> [Aim of the task] When you spot the word "NavAgent" in a line of the data below, copy that line.

==== The records ====

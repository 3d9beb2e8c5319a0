//! FSM AI components (zombie marker, state, memory, target binding).

use bevy::prelude::*;

use crate::ai::ZombieConfig;
use crate::components::{Health, NavAgent, SpawnPoint};

/// Зомби — враждебный NPC под управлением ZombieBrain
///
/// Required Components собирают полный набор для AI: state, память, config,
/// target binding, навигацию, spawn point и здоровье.
#[derive(Component, Debug, Clone, Copy, Default, Reflect)]
#[reflect(Component)]
#[require(ZombieState, ZombieMemory, ZombieConfig, ZombieTarget, NavAgent, SpawnPoint, Health, Transform)]
pub struct Zombie;

/// Состояния FSM зомби (закрытый набор)
#[derive(Component, Debug, Clone, Copy, PartialEq, Eq, Hash, Reflect)]
#[reflect(Component)]
pub enum ZombieState {
    /// Стоим на месте, ждём patrol_wait_time
    Idle,
    /// Идём к случайной точке вокруг spawn point
    Patrol,
    /// Преследуем цель (или её last-known позицию)
    Chase,
    /// В радиусе атаки: навигация остановлена, бьём по cooldown
    Attack,
}

impl Default for ZombieState {
    fn default() -> Self {
        Self::Patrol
    }
}

impl ZombieState {
    /// Таблица переходов. Всё что не здесь — недостижимо.
    pub fn allows(self, to: ZombieState) -> bool {
        use ZombieState::*;
        matches!(
            (self, to),
            (Idle, Patrol)
                | (Patrol, Idle)
                | (Idle | Patrol, Chase)
                | (Idle | Patrol, Attack)
                | (Chase, Attack)
                | (Chase, Patrol)
                | (Attack, Chase)
        )
    }

    pub fn as_str(self) -> &'static str {
        match self {
            ZombieState::Idle => "Idle",
            ZombieState::Patrol => "Patrol",
            ZombieState::Chase => "Chase",
            ZombieState::Attack => "Attack",
        }
    }
}

/// Почему запрошен переход (для логов и ZombieStateChanged)
#[derive(Debug, Clone, Copy, PartialEq, Eq, Reflect)]
pub enum TransitionCause {
    WaitExpired,
    ArrivedAtDestination,
    TargetSpotted,
    TargetInAttackRange,
    TargetLeftAttackRange,
    TargetLost,
    Damaged,
}

/// Запрос перехода. Perception и per-state логика не трогают ZombieState
/// напрямую — только возвращают запрос, применяет его ZombieBrain::apply_transition.
#[derive(Debug, Clone, Copy, PartialEq, Eq)]
pub struct TransitionRequest {
    pub to: ZombieState,
    pub cause: TransitionCause,
}

impl TransitionRequest {
    pub fn new(to: ZombieState, cause: TransitionCause) -> Self {
        Self { to, cause }
    }
}

/// Рабочая память зомби (таймеры, детекция, last-known позиция)
#[derive(Component, Debug, Clone, Default, PartialEq, Reflect)]
#[reflect(Component)]
pub struct ZombieMemory {
    /// Цель была обнаружена и ещё не потеряна
    pub target_detected: bool,
    /// Последняя позиция где цель была видна (None пока ни разу не видели)
    pub last_known_target_position: Option<Vec3>,
    /// Cooldown атаки, ≥ 0. Сбрасывается только успешной атакой
    pub attack_timer: f32,
    /// Ожидание в Idle перед следующим патрулём, ≥ 0
    pub patrol_wait_timer: f32,
    /// Текущая patrol точка (None если сэмплинг не удался)
    pub patrol_destination: Option<Vec3>,
}

/// Injected target. None — цели нет (или ещё не назначена), не ошибка.
#[derive(Component, Debug, Clone, Copy, Default, PartialEq, Reflect)]
#[reflect(Component)]
pub struct ZombieTarget(pub Option<Entity>);

impl ZombieTarget {
    pub fn new(target: Entity) -> Self {
        Self(Some(target))
    }
}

====

> [Written answer]
use crate::components::{Health, NavAgent, SpawnPoint};
#[require(ZombieState, ZombieMemory, ZombieConfig, ZombieTarget, NavAgent, SpawnPoint, Health, Transform)]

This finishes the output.